13. Accordingly, the instant application for cancellation of bail is allowed. The order dated 22.12.2022 passed by the learned Additional Sessions Judge, Nathdwara in Criminal Case No.233/2022 of the Sessions Case No.17/2022 arising out of the FIR No.106/2022 registered at the Police Station, Khamnor, District Rajsamand for the offence under Sections 394, 302, 120-B of the IPC is hereby canceled. The accused Ramniwas and Ranjeet shall surrender before the trial court within 90 days from today failing which, the warrant of arrest shall be issued against them by the learned Additional Sessions Judge.
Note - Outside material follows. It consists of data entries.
//! Typed IDs for type-safe entity references.
//!
//! Using typed IDs prevents accidentally passing a `StatementId` where a `FacilityId` is expected.

use serde::{Deserialize, Serialize};
use uuid::Uuid;

/// Macro to generate typed ID wrappers.
macro_rules! typed_id {
    ($name:ident, $doc:expr) => {
        #[doc = $doc]
        #[derive(Debug, Clone, Copy, PartialEq, Eq, Hash, Serialize, Deserialize)]
        #[serde(transparent)]
        pub struct $name(pub Uuid);

        impl $name {
            /// Creates a new random ID using UUID v7 (time-ordered).
            #[must_use]
            pub fn new() -> Self {
                Self(Uuid::now_v7())
            }

            /// Creates an ID from an existing UUID.
            #[must_use]
            pub const fn from_uuid(uuid: Uuid) -> Self {
                Self(uuid)
            }

            /// Returns the inner UUID.
            #[must_use]
            pub const fn into_inner(self) -> Uuid {
                self.0
            }
        }

        impl Default for $name {
            fn default() -> Self {
                Self::new()
            }
        }

        impl std::fmt::Display for $name {
            fn fmt(&self, f: &mut std::fmt::Formatter<'_>) -> std::fmt::Result {
                write!(f, "{}", self.0)
            }
        }

        impl std::str::FromStr for $name {
            type Err = uuid::Error;

            fn from_str(s: &str) -> Result<Self, Self::Err> {
                Ok(Self(Uuid::parse_str(s)?))
            }
        }
    };
}

typed_id!(FacilityId, "Unique identifier for a facility (hospital or health center).");
typed_id!(StatementId, "Unique identifier for a facility budget statement.");
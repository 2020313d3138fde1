//! Fundline command-line driver.
//!
//! Usage:
//!   fundline template <facility-name> <fiscal-year>  - Print an empty statement
//!   fundline compute <statement.json>                 - Recompute all derived figures
//!   fundline summary <statement.json>                 - Print the headline figures
//!   fundline table <statement.json>                   - Print fully expanded table rows
//!   fundline apply <statement.json> <updates.json>    - Apply row edits and recompute
//!   fundline batch <statement.json>...                - Recompute many statements in parallel
//!
//! Statement files hold either a full statement object or a bare array of rows.

use std::ffi::OsStr;
use std::fs;
use std::io::{self, IsTerminal, Write};
use std::path::{Path, PathBuf};
use std::process::ExitCode;

use anyhow::Context;
use serde::{Deserialize, Serialize};
use tracing::{error, info};
use tracing_subscriber::{layer::SubscriberExt, util::SubscriberInitExt};

use fundline_core::statement::{
    BudgetRow, ExpansionState, RowUpdate, Statement, StatementService, apply_updates, flatten,
    validate_forest,
};
use fundline_shared::config::{AppConfig, LogFormat};
use fundline_shared::types::{FacilityId, StatementId};
use fundline_shared::{AppError, AppResult};

const USAGE: &str = "usage: fundline <template|compute|summary|table|apply|batch> [args...]";

enum Command {
    Template { facility: String, fiscal_year: String },
    Compute(PathBuf),
    Summary(PathBuf),
    Table(PathBuf),
    Apply { statement: PathBuf, updates: PathBuf },
    Batch(Vec<PathBuf>),
}

impl Command {
    fn parse(args: &[String]) -> AppResult<Self> {
        let arg = |i: usize| {
            args.get(i)
                .cloned()
                .ok_or_else(|| AppError::Validation(USAGE.to_string()))
        };

        match args.first().map(String::as_str) {
            Some("template") => Ok(Self::Template {
                facility: arg(1)?,
                fiscal_year: arg(2)?,
            }),
            Some("compute") => Ok(Self::Compute(arg(1)?.into())),
            Some("summary") => Ok(Self::Summary(arg(1)?.into())),
            Some("table") => Ok(Self::Table(arg(1)?.into())),
            Some("apply") => Ok(Self::Apply {
                statement: arg(1)?.into(),
                updates: arg(2)?.into(),
            }),
            Some("batch") if args.len() > 1 => {
                Ok(Self::Batch(args[1..].iter().map(PathBuf::from).collect()))
            }
            _ => Err(AppError::Validation(USAGE.to_string())),
        }
    }
}

/// A statement file: a full statement, or just its rows.
#[derive(Serialize, Deserialize)]
#[serde(untagged)]
enum StatementFile {
    Statement(Statement),
    Rows(Vec<BudgetRow>),
}

impl StatementFile {
    fn rows(&self) -> &[BudgetRow] {
        match self {
            Self::Statement(statement) => &statement.rows,
            Self::Rows(rows) => rows,
        }
    }

    /// Bare rows get a fresh identity so they can go through the service.
    fn to_statement(&self) -> Statement {
        match self {
            Self::Statement(statement) => statement.clone(),
            Self::Rows(rows) => Statement {
                id: StatementId::new(),
                facility_id: FacilityId::new(),
                facility_name: String::new(),
                fiscal_year: String::new(),
                rows: rows.clone(),
            },
        }
    }

    fn with_rows(self, rows: Vec<BudgetRow>) -> Self {
        match self {
            Self::Statement(statement) => Self::Statement(Statement { rows, ..statement }),
            Self::Rows(_) => Self::Rows(rows),
        }
    }
}

fn main() -> ExitCode {
    // Load environment variables from .env file
    dotenvy::dotenv().ok();

    let config = match AppConfig::load() {
        Ok(config) => config,
        Err(err) => {
            eprintln!("fundline: {}", AppError::from(err));
            return ExitCode::from(78);
        }
    };

    init_tracing(&config);

    let args: Vec<String> = std::env::args().skip(1).collect();
    match run(&config, &args) {
        Ok(()) => ExitCode::SUCCESS,
        Err(err) => {
            error!(error = %format!("{err:#}"), "Command failed");
            eprintln!("fundline: {err:#}");
            ExitCode::from(exit_code(&err))
        }
    }
}

/// Errors that are not an `AppError` are reported as internal failures.
fn exit_code(err: &anyhow::Error) -> u8 {
    err.downcast_ref::<AppError>().map_or_else(
        || AppError::Internal(err.to_string()).exit_code(),
        AppError::exit_code,
    )
}

fn ansi_enabled(stderr_is_terminal: bool, no_color: Option<&OsStr>) -> bool {
    stderr_is_terminal && no_color.is_none_or(OsStr::is_empty)
}

fn init_tracing(config: &AppConfig) {
    let filter = tracing_subscriber::EnvFilter::try_from_default_env()
        .unwrap_or_else(|_| config.log.filter.as_str().into());
    let registry = tracing_subscriber::registry().with(filter);
    let ansi = ansi_enabled(
        io::stderr().is_terminal(),
        std::env::var_os("NO_COLOR").as_deref(),
    );

    match config.log.format {
        LogFormat::Json => registry
            .with(
                tracing_subscriber::fmt::layer()
                    .json()
                    .with_ansi(false)
                    .with_writer(io::stderr),
            )
            .init(),
        LogFormat::Pretty => registry
            .with(
                tracing_subscriber::fmt::layer()
                    .with_ansi(ansi)
                    .with_writer(io::stderr),
            )
            .init(),
    }
}

fn run(config: &AppConfig, args: &[String]) -> anyhow::Result<()> {
    match Command::parse(args)? {
        Command::Template {
            facility,
            fiscal_year,
        } => {
            let statement = StatementService::create(FacilityId::new(), facility, fiscal_year);
            info!(statement = %statement.id, "Created empty statement");
            write_json(config, &statement)
        }
        Command::Compute(path) => {
            let file: StatementFile = read_json(&path)?;
            let statement = recompute(config, &file.to_statement())
                .with_context(|| format!("validating {}", path.display()))?;
            info!(path = %path.display(), "Recomputed statement");
            write_json(config, &file.with_rows(statement.rows))
        }
        Command::Summary(path) => {
            let file: StatementFile = read_json(&path)?;
            let statement = file.to_statement();
            check(config, &statement.rows)
                .with_context(|| format!("validating {}", path.display()))?;
            write_json(config, &StatementService::summarize(&statement))
        }
        Command::Table(path) => {
            let file: StatementFile = read_json(&path)?;
            let statement = recompute(config, &file.to_statement())
                .with_context(|| format!("validating {}", path.display()))?;
            let rows = statement.rows;
            let table = flatten(&rows, &ExpansionState::expand_all(&rows));
            write_json(config, &table)
        }
        Command::Apply {
            statement: path,
            updates,
        } => {
            let file: StatementFile = read_json(&path)?;
            check(config, file.rows())
                .with_context(|| format!("validating {}", path.display()))?;
            let updates: Vec<RowUpdate> = read_json(&updates)?;
            let rows = apply_updates(file.rows(), &updates).map_err(AppError::from)?;
            info!(updates = updates.len(), "Applied row updates");
            write_json(config, &file.with_rows(rows))
        }
        Command::Batch(paths) => {
            let mut files = Vec::with_capacity(paths.len());
            for path in &paths {
                let file: StatementFile = read_json(path)?;
                check(config, file.rows())
                    .with_context(|| format!("validating {}", path.display()))?;
                files.push(file);
            }
            let statements: Vec<Statement> =
                files.iter().map(StatementFile::to_statement).collect();
            let computed = StatementService::recompute_all(&statements);
            let out: Vec<StatementFile> = files
                .into_iter()
                .zip(computed)
                .map(|(file, statement)| file.with_rows(statement.rows))
                .collect();
            write_json(config, &out)
        }
    }
}

/// Recomputes through the service, validating the layout first when configured.
fn recompute(config: &AppConfig, statement: &Statement) -> AppResult<Statement> {
    if config.output.validate {
        Ok(StatementService::recompute_checked(statement)?)
    } else {
        Ok(StatementService::recompute(statement))
    }
}

fn check(config: &AppConfig, rows: &[BudgetRow]) -> AppResult<()> {
    if config.output.validate {
        validate_forest(rows)?;
    }
    Ok(())
}

fn read_json<T: for<'de> Deserialize<'de>>(path: &Path) -> anyhow::Result<T> {
    let text = fs::read_to_string(path)
        .map_err(AppError::from)
        .with_context(|| format!("reading {}", path.display()))?;
    let value = serde_json::from_str(&text)
        .map_err(AppError::from)
        .with_context(|| format!("decoding {}", path.display()))?;
    Ok(value)
}

fn write_json<T: Serialize>(config: &AppConfig, value: &T) -> anyhow::Result<()> {
    let mut out = io::stdout().lock();
    if config.output.pretty {
        serde_json::to_writer_pretty(&mut out, value).map_err(AppError::from)?;
    } else {
        serde_json::to_writer(&mut out, value).map_err(AppError::from)?;
    }
    writeln!(out).map_err(AppError::from)?;
    Ok(())
}

#[cfg(test)]
mod tests {
    use super::*;

    fn args(list: &[&str]) -> Vec<String> {
        list.iter().map(ToString::to_string).collect()
    }

    #[test]
    fn test_parse_commands() {
        assert!(matches!(
            Command::parse(&args(&["compute", "s.json"])),
            Ok(Command::Compute(path)) if path == Path::new("s.json")
        ));
        assert!(matches!(
            Command::parse(&args(&["apply", "s.json", "u.json"])),
            Ok(Command::Apply { .. })
        ));
        assert!(matches!(
            Command::parse(&args(&["template", "Kigali HC", "2025/2026"])),
            Ok(Command::Template { facility, .. }) if facility == "Kigali HC"
        ));
    }

    #[test]
    fn test_parse_rejects_missing_arguments() {
        assert!(matches!(
            Command::parse(&args(&["apply", "s.json"])),
            Err(AppError::Validation(_))
        ));
        assert!(matches!(Command::parse(&args(&[])), Err(AppError::Validation(_))));
        assert!(matches!(
            Command::parse(&args(&["export"])),
            Err(AppError::Validation(_))
        ));
    }

    #[test]
    fn test_parse_batch() {
        assert!(matches!(
            Command::parse(&args(&["batch", "a.json", "b.json"])),
            Ok(Command::Batch(paths)) if paths.len() == 2
        ));
        assert!(matches!(
            Command::parse(&args(&["batch"])),
            Err(AppError::Validation(_))
        ));
    }

    #[test]
    fn test_exit_code_falls_back_to_internal() {
        assert_eq!(exit_code(&anyhow::anyhow!("boom")), 70);
        assert_eq!(
            exit_code(&anyhow::Error::from(AppError::NotFound("s.json".into()))),
            66
        );
        let wrapped = Err::<(), _>(AppError::Validation("dup".into()))
            .context("validating s.json")
            .unwrap_err();
        assert_eq!(exit_code(&wrapped), 65);
    }

    #[test]
    fn test_ansi_only_on_terminal() {
        assert!(ansi_enabled(true, None));
        assert!(ansi_enabled(true, Some(OsStr::new(""))));
        assert!(!ansi_enabled(false, None));
        assert!(!ansi_enabled(true, Some(OsStr::new("1"))));
    }

    #[test]
    fn test_recompute_validates_when_configured() {
        let config = AppConfig::default();
        let mut statement = StatementService::create(FacilityId::new(), "Kigali HC", "2025/2026");
        statement.rows[0].children[1].id = "a1".to_string();

        assert!(matches!(
            recompute(&config, &statement),
            Err(AppError::Validation(_))
        ));

        let lenient = AppConfig {
            output: fundline_shared::config::OutputConfig {
                validate: false,
                ..config.output.clone()
            },
            ..config.clone()
        };
        assert!(recompute(&lenient, &statement).is_ok());
    }

    #[test]
    fn test_bare_rows_go_through_service() {
        let file: StatementFile = serde_json::from_str(
            r#"[{"id":"a","title":"Receipts","isCategory":true,"children":[{"id":"a1","title":"Other Incomes","q1":10}]}]"#,
        )
        .unwrap();

        let statement = recompute(&AppConfig::default(), &file.to_statement()).unwrap();
        let summary = StatementService::summarize(&statement);

        assert_eq!(summary.receipts.to_string(), "10");
        assert!(matches!(file.with_rows(statement.rows), StatementFile::Rows(_)));
    }

    #[test]
    fn test_statement_file_accepts_bare_rows() {
        let file: StatementFile =
            serde_json::from_str(r#"[{"id":"a1","title":"Other Incomes","q1":10}]"#).unwrap();
        assert!(matches!(file, StatementFile::Rows(_)));
        assert_eq!(file.rows().len(), 1);
    }

    #[test]
    fn test_statement_file_accepts_statement() {
        let statement = StatementService::create(FacilityId::new(), "Kigali HC", "2025/2026");
        let json = serde_json::to_string(&statement).unwrap();

        let file: StatementFile = serde_json::from_str(&json).unwrap();

        assert!(matches!(file, StatementFile::Statement(_)));
        assert_eq!(file.rows().len(), 7);
    }
}
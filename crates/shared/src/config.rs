//! Application configuration management.

use serde::Deserialize;

/// Application configuration.
#[derive(Debug, Clone, Default, Deserialize)]
pub struct AppConfig {
    /// Output configuration.
    #[serde(default)]
    pub output: OutputConfig,
    /// Logging configuration.
    #[serde(default)]
    pub log: LogConfig,
}

/// Output configuration for rendered statements.
#[derive(Debug, Clone, Deserialize)]
pub struct OutputConfig {
    /// Pretty-print JSON output.
    #[serde(default = "default_pretty")]
    pub pretty: bool,
    /// Reject inputs with duplicate or misplaced reserved ids before computing.
    #[serde(default = "default_validate")]
    pub validate: bool,
}

impl Default for OutputConfig {
    fn default() -> Self {
        Self {
            pretty: default_pretty(),
            validate: default_validate(),
        }
    }
}

fn default_pretty() -> bool {
    true
}

fn default_validate() -> bool {
    true
}

/// Log output format.
#[derive(Debug, Clone, Copy, PartialEq, Eq, Default, Deserialize)]
#[serde(rename_all = "snake_case")]
pub enum LogFormat {
    /// Human-readable lines.
    #[default]
    Pretty,
    /// One JSON object per event.
    Json,
}

/// Logging configuration.
#[derive(Debug, Clone, Deserialize)]
pub struct LogConfig {
    /// Filter directive used when `RUST_LOG` is not set.
    #[serde(default = "default_filter")]
    pub filter: String,
    /// Output format.
    #[serde(default)]
    pub format: LogFormat,
}

impl Default for LogConfig {
    fn default() -> Self {
        Self {
            filter: default_filter(),
            format: LogFormat::default(),
        }
    }
}

fn default_filter() -> String {
    "fundline=info".to_string()
}

impl AppConfig {
    /// Loads configuration from environment and config files.
    ///
    /// # Errors
    ///
    /// Returns an error if configuration cannot be loaded.
    pub fn load() -> Result<Self, config::ConfigError> {
        let run_mode = std::env::var("RUN_MODE").unwrap_or_else(|_| "development".to_string());

        let config = config::Config::builder()
            .add_source(config::File::with_name("config/default").required(false))
            .add_source(config::File::with_name(&format!("config/{run_mode}")).required(false))
            .add_source(config::Environment::with_prefix("FUNDLINE").separator("__"))
            .build()?;

        config.try_deserialize()
    }
}
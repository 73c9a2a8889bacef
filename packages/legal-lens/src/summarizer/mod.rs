//! Summarization strategies.
//!
//! Two implementations sit behind [`Summarizer`]:
//! - [`RemoteSummarizer`]: asks a chat model, with rate-limit backoff
//! - [`RuleBasedSummarizer`]: keyword rules, never fails
//!
//! The [`Analyzer`](crate::pipeline::Analyzer) tries the first and falls back
//! to the second on any [`RemoteError`](crate::error::RemoteError).

pub mod prompts;
pub mod remote;
pub mod retry;
pub mod rule_based;

pub use remote::{parse_summary, RemoteSummarizer};
pub use retry::RetryPolicy;
pub use rule_based::RuleBasedSummarizer;

use async_trait::async_trait;

use crate::error::RemoteResult;
use crate::types::summary::{ExtractedText, SummaryOrigin, SummaryResult};

/// Turns bounded document text into a [`SummaryResult`].
#[async_trait]
pub trait Summarizer: Send + Sync {
    async fn summarize(&self, text: &ExtractedText) -> RemoteResult<SummaryResult>;

    /// Reported alongside results this summarizer produced.
    fn origin(&self) -> SummaryOrigin;
}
The copy of this order shall be transmitted to the learned trial court forthwith. The trial court is hereby directed to issue necessary directions in this regard to ensure the presence of the accused before it. Needless to state that the observations made in the order shall not be taken as a future impediment for the trial court to re-consider fresh Bail application of the accused respondents No.2 & 3, Ramniwas and Ranjeet, in the event it is assessed that the statements of the witnesses and complainant have been recorded.